Part 1: To Cloud or Not to Cloud
The number of blog posts, subscriptions, and services around reducing cloud costs has become legion in the last few years. I’m sure most people reading this likely have an email in their inbox right now that advertises how to cut cloud spend. That’s not necessarily a bad thing on its own. The problem, however, with most of these approaches is that they tend to be myopic in multiple ways:
- Coherency. Often, the advice is ad hoc line items that aren’t part of a larger Enterprise strategy.
- Profitability. Specifically, the lack of focus on getting to positive EBITA (Earnings Before Interest Taxes Amortization) and continually improving it. For example, what good is cutting costs on a single service when that cost is simply shifted to another area of the business, or even worse when that cost is pushed to your customers.
- Predictability. Too often, companies go through cost-cutting seasons and then move on to other priorities, invariably seeing regressions in their cost-reduction work.

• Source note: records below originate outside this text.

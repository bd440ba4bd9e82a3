//! # Network Poller Contract

/// Result of one blocking poll of the network subsystem.
#[derive(Debug, Clone, Copy, PartialEq, Eq)]
pub enum PollEvent {
    /// The network subsystem has been shut down; stop polling.
    Closed,
    /// Nothing actionable happened (interrupted poll, internal bookkeeping).
    Transient,
    /// Socket activity produced work for services.
    Ready,
}

impl PollEvent {
    /// Maps the integer convention used by C-style pollers:
    /// `0` closed, negative transient, positive ready.
    pub fn from_raw(code: i32) -> Self {
        match code {
            0 => PollEvent::Closed,
            c if c < 0 => PollEvent::Transient,
            _ => PollEvent::Ready,
        }
    }
}

/// Blocking network poller driven by the scheduler's socket thread.
pub trait NetworkPoller: Send + Sync {
    /// Blocks until socket activity, a transient event, or shutdown.
    fn poll(&self) -> PollEvent;

    /// Asks the poller to return [`PollEvent::Closed`] to its caller.
    ///
    /// Must be idempotent: calls after the first have no further effect.
    fn shutdown(&self);
}
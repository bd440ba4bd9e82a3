use std::fmt;
use std::thread;
use std::time::Duration;

use kestrel_api::clock::LogicalClock;
use kestrel_api::network::NetworkPoller;
use kestrel_api::registry::ServiceRegistry;

use super::state::SchedulerState;
use crate::{log_scheduler, log_system};

/// Clock driver and shutdown initiator.
///
/// Every tick advances the logical clock and, while services are alive,
/// wakes a parked worker if anyone is asleep, so time-driven work never
/// waits for a network or message event.
///
/// When the live service count reaches zero the timer runs the teardown
/// sequence, in this order:
/// 1. shut down the network poller, releasing the socket thread
/// 2. close the scheduler state, broadcasting to every parked worker
pub struct Timer<'a> {
    state: &'a SchedulerState,
    registry: &'a dyn ServiceRegistry,
    network: &'a dyn NetworkPoller,
    clock: &'a dyn LogicalClock,
    interval: Duration,
}

impl fmt::Debug for Timer<'_> {
    fn fmt(&self, f: &mut fmt::Formatter<'_>) -> fmt::Result {
        f.debug_struct("Timer")
            .field("interval", &self.interval)
            .finish_non_exhaustive()
    }
}

impl<'a> Timer<'a> {
    pub fn new(
        state: &'a SchedulerState,
        registry: &'a dyn ServiceRegistry,
        network: &'a dyn NetworkPoller,
        clock: &'a dyn LogicalClock,
        interval: Duration,
    ) -> Self {
        Self {
            state,
            registry,
            network,
            clock,
            interval,
        }
    }

    /// Ticks until no service is alive, then tears the pool down.
    ///
    /// Returns the number of clock ticks issued.
    pub fn run(&self) -> u64 {
        // Tears the pool down on return and on unwind alike
        let teardown = Teardown(self);
        let mut ticks = 0u64;
        // Clock wakeups leave every worker but one free to stay busy
        let busy = self.state.worker_count().saturating_sub(1);

        loop {
            self.clock.advance();
            ticks += 1;
            if self.registry.live_service_count() == 0 {
                break;
            }
            self.state.wakeup(busy);
            thread::sleep(self.interval);
        }

        drop(teardown);
        log_scheduler!("timer", "terminated", ticks = ticks);
        ticks
    }

    fn shutdown(&self) {
        log_system!(
            "pool_shutdown",
            "started",
            sleeping = self.state.sleeping_count(),
            panicking = thread::panicking()
        );
        self.network.shutdown();
        self.state.close_and_wake_all();
    }
}

/// Runs the timer's shutdown sequence when dropped.
struct Teardown<'t, 'a>(&'t Timer<'a>);

impl Drop for Teardown<'_, '_> {
    fn drop(&mut self) {
        self.0.shutdown();
    }
}

#[cfg(test)]
mod tests {
    use super::*;
    use crate::scheduler::testing::{CountingClock, IdleRegistry};
    use std::sync::atomic::{AtomicUsize, Ordering};
    use std::sync::{Mutex, OnceLock};
    use std::time::Instant;

    use kestrel_api::network::PollEvent;

    /// Records whether the scheduler was already closed when the network
    /// shutdown arrived.
    struct OrderProbe<'s> {
        state: &'s SchedulerState,
        closed_at_shutdown: OnceLock<bool>,
        calls: AtomicUsize,
    }

    impl NetworkPoller for OrderProbe<'_> {
        fn poll(&self) -> PollEvent {
            PollEvent::Closed
        }

        fn shutdown(&self) {
            self.calls.fetch_add(1, Ordering::SeqCst);
            let _ = self.closed_at_shutdown.set(self.state.is_closed());
        }
    }

    #[test]
    fn test_network_shutdown_precedes_broadcast() {
        let state = SchedulerState::new(2);
        let registry = IdleRegistry::with_live(0);
        let clock = CountingClock::default();
        let probe = OrderProbe {
            state: &state,
            closed_at_shutdown: OnceLock::new(),
            calls: AtomicUsize::new(0),
        };

        let ticks = Timer::new(&state, &registry, &probe, &clock, Duration::from_micros(2500)).run();

        // The clock advances before the live check
        assert_eq!(ticks, 1);
        assert_eq!(clock.ticks.load(Ordering::SeqCst), 1);
        assert_eq!(probe.calls.load(Ordering::SeqCst), 1);
        assert_eq!(probe.closed_at_shutdown.get(), Some(&false));
        assert!(state.is_closed());
    }

    #[test]
    fn test_timer_ticks_until_services_stop() {
        let state = SchedulerState::new(1);
        let registry = IdleRegistry::with_live(1);
        let clock = CountingClock::default();
        let network = crate::scheduler::testing::ScriptedPoller::new(vec![]);

        thread::scope(|scope| {
            let timer = scope.spawn(|| {
                Timer::new(&state, &registry, &network, &clock, Duration::from_millis(1)).run()
            });

            let deadline = Instant::now() + Duration::from_secs(5);
            while clock.ticks.load(Ordering::SeqCst) < 10 {
                assert!(Instant::now() < deadline, "timer is not ticking");
                thread::sleep(Duration::from_millis(1));
            }

            let stopped = Instant::now();
            registry.set_live(0);
            assert!(timer.join().unwrap() >= 10);
            assert!(stopped.elapsed() < Duration::from_secs(1));
        });

        assert_eq!(network.shutdowns.load(Ordering::SeqCst), 1);
        assert!(state.is_closed());
    }

    #[test]
    fn test_timer_wakes_parked_worker() {
        let state = SchedulerState::new(4);
        let registry = IdleRegistry::with_live(1);
        let clock = CountingClock::default();
        let network = crate::scheduler::testing::ScriptedPoller::new(vec![]);
        let woken = Mutex::new(0usize);

        thread::scope(|scope| {
            let sleeper = scope.spawn(|| {
                // Park until a clock wakeup, not the final broadcast
                let parked = state.park();
                *woken.lock().unwrap() += 1;
                parked
            });
            let deadline = Instant::now() + Duration::from_secs(5);
            while state.sleeping_count() != 1 {
                assert!(Instant::now() < deadline, "sleeper never parked");
                thread::sleep(Duration::from_millis(1));
            }

            let timer = scope.spawn(|| {
                Timer::new(&state, &registry, &network, &clock, Duration::from_millis(1)).run()
            });

            assert!(sleeper.join().unwrap());
            assert!(!state.is_closed());

            registry.set_live(0);
            timer.join().unwrap();
        });

        assert_eq!(*woken.lock().unwrap(), 1);
    }

    struct FailingClock;

    impl LogicalClock for FailingClock {
        fn advance(&self) {
            panic!("clock source failed");
        }
    }

    #[test]
    fn test_panicking_clock_still_tears_down() {
        let state = SchedulerState::new(2);
        let registry = IdleRegistry::with_live(1);
        let network = crate::scheduler::testing::ScriptedPoller::new(vec![]);

        thread::scope(|scope| {
            let sleeper = scope.spawn(|| state.park());
            let deadline = Instant::now() + Duration::from_secs(5);
            while state.sleeping_count() != 1 {
                assert!(Instant::now() < deadline, "sleeper never parked");
                thread::sleep(Duration::from_millis(1));
            }

            let timer = scope.spawn(|| {
                Timer::new(&state, &registry, &network, &FailingClock, Duration::from_millis(1))
                    .run()
            });

            assert!(timer.join().is_err());
            assert!(sleeper.join().unwrap());
        });

        assert_eq!(network.shutdowns.load(Ordering::SeqCst), 1);
        assert!(state.is_closed());
        assert!(!state.park());
    }
}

Profitability, especially for publicly traded companies, absolutely must be predictable and projectable.
At Edgio, our approach to cloud workloads is crystal clear, and that is to ensure the platforms return positive Earnings Before Interest Taxes Amortization (EBITA) so that we can deliver value to our:
- Customers by providing a low-cost, rock-solid solution that solves their problems now and can afford to adapt to their needs in the future.
- Shareholders by providing a profitable and predictable return on investment.
- Employees by having a sustainable, coherent platform to build on, support, and sell.
Before we dive in, however, I want to take a moment to touch on the current economic context and why EBITA is so important.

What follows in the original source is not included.